There’s a difference between cheering for the underdog and helping the underdog win.
That’s the philosophy of the founders and volunteers at Green Pro Bono. The Boston-based pro bono network connects mostly local, environmentally focused non-profits and social entrepreneurs with local and national lawyers who can assist them with legal issues—the goal being that the free legal aid will help the organizations grow and succeed.
“Non-profits and social enterprises really need the pro bono work because they don’t have the funds to pay legal fees, but they have great missions,” says Nancy Reiner, a founder of Green Pro Bono and a managing director at Major, Lindsey & Africa.
Reiner developed the concept of Green Pro Bono about two years ago when she was a director at the Boston office of legal services company Counsel on Call. Before that, she was a partner at Brown Rudnick Berlack Israels, where she had tried a number of climate change-related cases. “But I really wanted to do something that could have more of an impact on climate change,” she says.
After bouncing ideas off her law firm and in-house contacts, Reiner discovered that there wasn’t a pro bono organization in the U.S. that specifically provided services to environmental and climate change-related groups. From this realization, Green Pro Bono was born.
Reiner and the other Green Pro Bono founders began reaching out to environmental groups that might need assistance setting up a 501(c)(3), advice on how to maintain non-profit status, or help with general contracts and real-estate leases.

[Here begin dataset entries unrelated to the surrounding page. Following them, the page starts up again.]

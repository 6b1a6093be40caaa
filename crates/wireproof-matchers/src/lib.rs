//! Validation-matcher mini-language for control values.
//!
//! A control value of the form `@name('param1','param2')@` is not compared
//! literally; it names a matcher that decides whether the received text is
//! acceptable. Matchers are a closed registry here. The placeholder tokens
//! `@ignore@` and `@variable(...)@` are not matchers; they are resolved by
//! the text validator before matcher dispatch and never reach this crate.

use regex::Regex;
use std::collections::HashMap;
use std::fmt;
use std::sync::LazyLock;

static EXPRESSION_RE: LazyLock<Regex> = LazyLock::new(|| {
    Regex::new(r"^@([a-z][a-z0-9-]*)\((.*)\)@$").expect("matcher expression pattern")
});

/// A single matcher: given the received text and the expression parameters,
/// decide whether the expectation holds.
pub trait ValidationMatcher: Send + Sync {
    fn name(&self) -> &'static str;
    fn matches(&self, received: &str, params: &[String]) -> bool;
}

/// Raised when a matcher expression does not accept the received text.
#[derive(Debug, Clone, PartialEq, Eq)]
pub struct MatcherMismatch {
    pub expression: String,
    pub received: String,
}

impl fmt::Display for MatcherMismatch {
    fn fmt(&self, f: &mut fmt::Formatter<'_>) -> fmt::Result {
        write!(
            f,
            "validation matcher {} did not accept received value '{}'",
            self.expression, self.received
        )
    }
}

impl std::error::Error for MatcherMismatch {}

/// Name-indexed matcher registry.
///
/// Lookup only; registration happens at construction time, so a registry
/// can be shared freely across threads.
pub struct MatcherRegistry {
    matchers: HashMap<&'static str, Box<dyn ValidationMatcher>>,
}

impl MatcherRegistry {
    pub fn empty() -> Self {
        Self {
            matchers: HashMap::new(),
        }
    }

    /// Registry with the built-in matcher set.
    pub fn with_defaults() -> Self {
        let mut registry = Self::empty();
        registry.register(Box::new(Contains));
        registry.register(Box::new(StartsWith));
        registry.register(Box::new(EndsWith));
        registry.register(Box::new(EqualsIgnoreCase));
        registry.register(Box::new(Matches));
        registry
    }

    pub fn register(&mut self, matcher: Box<dyn ValidationMatcher>) {
        self.matchers.insert(matcher.name(), matcher);
    }

    /// True when the control value is a well-formed expression naming a
    /// registered matcher.
    pub fn is_expression(&self, control: &str) -> bool {
        parse_expression(control)
            .map(|(name, _)| self.matchers.contains_key(name.as_str()))
            .unwrap_or(false)
    }

    /// Evaluate the expression against the received text.
    pub fn verify(&self, received: &str, expression: &str) -> Result<(), MatcherMismatch> {
        let mismatch = || MatcherMismatch {
            expression: expression.to_string(),
            received: received.to_string(),
        };

        let Some((name, params)) = parse_expression(expression) else {
            return Err(mismatch());
        };
        let Some(matcher) = self.matchers.get(name.as_str()) else {
            return Err(mismatch());
        };

        if matcher.matches(received, &params) {
            Ok(())
        } else {
            Err(mismatch())
        }
    }
}

impl Default for MatcherRegistry {
    fn default() -> Self {
        Self::with_defaults()
    }
}

/// Parse `@name('a','b')@` into the matcher name and its parameters.
pub fn parse_expression(control: &str) -> Option<(String, Vec<String>)> {
    let caps = EXPRESSION_RE.captures(control.trim())?;
    let name = caps.get(1)?.as_str().to_string();
    let params = split_params(caps.get(2)?.as_str());
    Some((name, params))
}

/// Split a comma-separated parameter list, honoring single quotes.
///
/// Surrounding quotes are stripped from each parameter; unquoted
/// parameters are trimmed.
pub fn split_params(raw: &str) -> Vec<String> {
    if raw.trim().is_empty() {
        return Vec::new();
    }

    let mut params = Vec::new();
    let mut current = String::new();
    let mut in_quotes = false;
    for c in raw.chars() {
        match c {
            '\'' => {
                in_quotes = !in_quotes;
                current.push(c);
            }
            ',' if !in_quotes => {
                params.push(std::mem::take(&mut current));
            }
            _ => current.push(c),
        }
    }
    params.push(current);

    params.iter().map(|p| unquote(p.trim())).collect()
}

fn unquote(param: &str) -> String {
    param
        .strip_prefix('\'')
        .and_then(|p| p.strip_suffix('\''))
        .unwrap_or(param)
        .to_string()
}

struct Contains;

impl ValidationMatcher for Contains {
    fn name(&self) -> &'static str {
        "contains"
    }

    fn matches(&self, received: &str, params: &[String]) -> bool {
        params.len() == 1 && received.contains(params[0].as_str())
    }
}

struct StartsWith;

impl ValidationMatcher for StartsWith {
    fn name(&self) -> &'static str {
        "starts-with"
    }

    fn matches(&self, received: &str, params: &[String]) -> bool {
        params.len() == 1 && received.starts_with(params[0].as_str())
    }
}

struct EndsWith;

impl ValidationMatcher for EndsWith {
    fn name(&self) -> &'static str {
        "ends-with"
    }

    fn matches(&self, received: &str, params: &[String]) -> bool {
        params.len() == 1 && received.ends_with(params[0].as_str())
    }
}

struct EqualsIgnoreCase;

impl ValidationMatcher for EqualsIgnoreCase {
    fn name(&self) -> &'static str {
        "equals-ignore-case"
    }

    fn matches(&self, received: &str, params: &[String]) -> bool {
        params.len() == 1 && received.eq_ignore_ascii_case(params[0].as_str())
    }
}

/// Whole-string regex match. A parameter that fails to compile never
/// matches; authoring mistakes surface as validation failures, not panics.
struct Matches;

impl ValidationMatcher for Matches {
    fn name(&self) -> &'static str {
        "matches"
    }

    fn matches(&self, received: &str, params: &[String]) -> bool {
        if params.len() != 1 {
            return false;
        }
        match Regex::new(&format!("^(?:{})$", params[0])) {
            Ok(re) => re.is_match(received),
            Err(_) => false,
        }
    }
}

At one networking event geared toward social enterprises, Reiner met the founder of a non-profit called Citizens Market (now known as Fosfo), which has a mission to empower consumers to shop responsibly.
“He developed a phone application where you can scan the barcode of a product and determine its carbon footprint or its impact on child slavery,” Reiner explains. “He needed a media lawyer to figure out his website liability. What’s cool about Green Pro Bono is that media lawyers don’t usually get to do pro bono. And believe it or not, most lawyers want to do some kind of pro bono just to feel good about their work and do something that improves the world.”
A senior media partner from Goodwin Procter volunteered to help Citizens Market on a pro bono basis through Green Pro Bono, and Reiner says the organization couldn’t have been happier.
Dianne Callan, a founder of Green Pro Bono and director of the New England chapter of Environmental Entrepreneurs, a community of business leaders who advocate for environmental groups, says Green Pro Bono’s next goal is to increase its volunteer base with more in-house lawyers who are passionate about social entrepreneurship. Callan says in-house involvement will help to further develop both Green Pro Bono and the organizations it helps.
“The motivation is to make a connection between those two populations,” she says.